The easiest way is to do this globally, right before you’re loading the model.

If you want to include your overrides and custom logic with the model, you can wrap it as a Python package, which will set up the directory accordingly, and add a setup.py and __init__.py for your package. My comments on this thread go into a little more detail here.

python -m spacy package /your_model /output_dir

The model data directory will include an __init__.py and a load method, which is executed if you load the installed model from the package. You can modify the __init__.py to include your custom modifications, factory overrides or pipeline components. Running python setup.py sdist in the package directory will create an installable .tar.gz archive in a directory dist:

pip install dist/your_model-0.0.0.tar.gz

If your model package includes custom code, it’s important to always install the package, and not load only the model data from the data directory. (Otherwise, spaCy won’t execute the Python package and only consult the model’s meta.json.)

tba · March 14, 2018, 8:27pm

Thanks for the reply.
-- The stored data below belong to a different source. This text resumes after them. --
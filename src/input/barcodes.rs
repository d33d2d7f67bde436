use std::collections::HashSet;
use std::path::Path;

use tracing::warn;

use crate::input::InputError;
use crate::input::features::tsv_reader;

/// One barcode per line; only the first column is used.
pub fn read_barcodes(path: &Path) -> Result<Vec<String>, InputError> {
    let mut reader = tsv_reader(path)?;
    let mut barcodes = Vec::new();
    for record in reader.records() {
        let record = record?;
        barcodes.push(record.get(0).unwrap_or("").trim().to_string());
    }
    check_barcodes(&barcodes)?;
    Ok(barcodes)
}

/// Rejects empty lists and blank barcodes; repeated barcodes only warn
/// since cell lookups resolve to the first occurrence.
pub fn check_barcodes(barcodes: &[String]) -> Result<(), InputError> {
    if barcodes.is_empty() {
        return Err(InputError::InvalidTsvRow {
            line: 0,
            reason: "no barcodes found".to_string(),
        });
    }
    if let Some(pos) = barcodes.iter().position(|b| b.trim().is_empty()) {
        return Err(InputError::EmptyBarcode(pos + 1));
    }
    let mut seen = HashSet::with_capacity(barcodes.len());
    let repeated = barcodes.iter().filter(|b| !seen.insert(b.as_str())).count();
    if repeated > 0 {
        warn!(repeated, "duplicate barcodes found");
    }
    Ok(())
}

#[cfg(test)]
#[path = "../../tests/src_inline/input/barcodes.rs"]
mod tests;
pub mod stage1_load;
pub mod stage2_metrics;
pub mod stage3_normalize;
pub mod stage4_plots;
pub mod stage5_report;
use std::path::Path;

use thiserror::Error;
use tracing::info;

use crate::config::PlotConfig;
use crate::plot::PlotError;
use crate::plot::highest_exprs::{HighestExprsParams, SelectedFeature, plot_highest_exprs};
use crate::plot::metadata::{MetadataPlotParams, plot_col_data};
use crate::plot::render::render_svg;
use crate::sce::Experiment;
use crate::sce::retrieve::ValueSpec;

pub const HIGHEST_EXPRS_TSV: &str = "highest_exprs.tsv";
pub const HIGHEST_EXPRS_SVG: &str = "highest_exprs.svg";
pub const SUM_DETECTED_SVG: &str = "qc_sum_detected.svg";

#[derive(Debug, Error)]
pub enum Stage4Error {
    #[error("plot error: {0}")]
    Plot(#[from] PlotError),
}

#[derive(Debug, Clone)]
pub struct PlotsCtx {
    pub highest: Vec<SelectedFeature>,
    pub written: Vec<String>,
}

pub fn highest_exprs_params(config: &PlotConfig, controls: Option<String>) -> HighestExprsParams {
    HighestExprsParams {
        n: config.n,
        colour_cells_by: config
            .colour_cells_by
            .as_deref()
            .map(ValueSpec::from),
        drop_features: config.drop_features.clone(),
        as_percentage: config.as_percentage,
        controls,
        ..HighestExprsParams::default()
    }
}

/// Highest-expression table and, unless disabled, the SVG figures.
pub fn run_stage4(
    exp: &Experiment,
    config: &PlotConfig,
    controls: Option<String>,
    out_dir: &Path,
    render: bool,
) -> Result<PlotsCtx, Stage4Error> {
    let highest = plot_highest_exprs(exp, &highest_exprs_params(config, controls))?;
    highest.write_long_tsv(&out_dir.join(HIGHEST_EXPRS_TSV))?;
    let mut written = vec![HIGHEST_EXPRS_TSV.to_string()];

    if render {
        let size = (config.width, config.height);
        render_svg(&highest.chart, &out_dir.join(HIGHEST_EXPRS_SVG), size)?;
        written.push(HIGHEST_EXPRS_SVG.to_string());

        if exp.col_data.contains("sum") && exp.col_data.contains("detected") {
            let mut params = MetadataPlotParams::new(ValueSpec::Column("detected".to_string()))
                .with_x(ValueSpec::Column("sum".to_string()));
            if exp.col_data.contains("discard") {
                params = params.with_colour(ValueSpec::Column("discard".to_string()));
            }
            let chart = plot_col_data(exp, &params)?;
            render_svg(&chart, &out_dir.join(SUM_DETECTED_SVG), (config.width, config.width))?;
            written.push(SUM_DETECTED_SVG.to_string());
        }
    }

    info!(
        features = highest.features.len(),
        files = written.len(),
        "plots written"
    );
    Ok(PlotsCtx {
        highest: highest.features,
        written,
    })
}

#[cfg(test)]
#[path = "../../tests/src_inline/pipeline/stage4_plots.rs"]
mod tests;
When I add the from_disk method, i get this error :

File "/Users/me/anaconda/lib/python3.6/site-packages/spacy/language.py", line 595, in
('tokenizer', lambda p: self.tokenizer.to_disk(p, vocab=False)),
TypeError: to_disk() got an unexpected keyword argument 'vocab'

ines · March 14, 2018, 8:46pm

Ah, it looks like spaCy actually calls the tokenizer’s to_disk method with the keyword argument vocab – so it complains here, because your custom function doesn’t accept that (or any other) keyword arguments. To be safe, you could just do something like this:

def from_disk(self, path, **kwargs)

tba · March 14, 2018, 9:11pm

Great ! Model saved. Now when I try to load it again, using

nlp2 = spacy.load(output_dir)

I get the error below.

File "testspacy.py", line 196, in main
nlp2 = spacy.load(output_dir)
File "/Users/me/anaconda/lib/python3.6/site-packages/spacy/init.py", line 19, in load
return util.load_model(name, **overrides)
File "/Users/me/anaconda/lib/python3.6/site-packages/spacy/util.py", line 119, in load_model
return load_model_from_path(name, **overrides)
File "/Users/me/anaconda/lib/python3.6/site-packages/spacy/util.py", line 159, in load_model_from_path
return nlp.from_disk(model_path)
File "/Users/me/anaconda/lib/python3.6/site-packages/spacy/language.py", line 638, in from_disk
util.from_disk(path, deserializers, exclude)
File "/Users/me/anaconda/lib/python3.6/site-packages/spacy/util.py", line 522, in from_disk
reader(path / key)
File "/Users/me/anaconda/lib/python3.6/site-packages/spacy/language.py", line 626, in
('tokenizer', lambda p: self.tokenizer.from_disk(p, vocab=False)),
File "tokenizer.pyx", line 371, in spacy.tokenizer.Tokenizer.from_disk
File "tokenizer.pyx", line 406, in spacy.tokenizer.Tokenizer.from_bytes
File "/Users/me/anaconda/lib/python3.6/site-packages/spacy/util.py", line 501, in from_bytes
msg = msgpack.loads(bytes_data, encoding='utf8')
File "/Users/me/anaconda/lib/python3.6/site-packages/msgpack_numpy.py", line 187, in unpackb
return _unpacker.unpackb(packed, encoding=encoding, **kwargs)
File "msgpack/_unpacker.pyx", line 208, in msgpack._unpacker.unpackb (msgpack/_unpacker.cpp:2717)
msgpack.exceptions.ExtraData: unpack(b) received extra data.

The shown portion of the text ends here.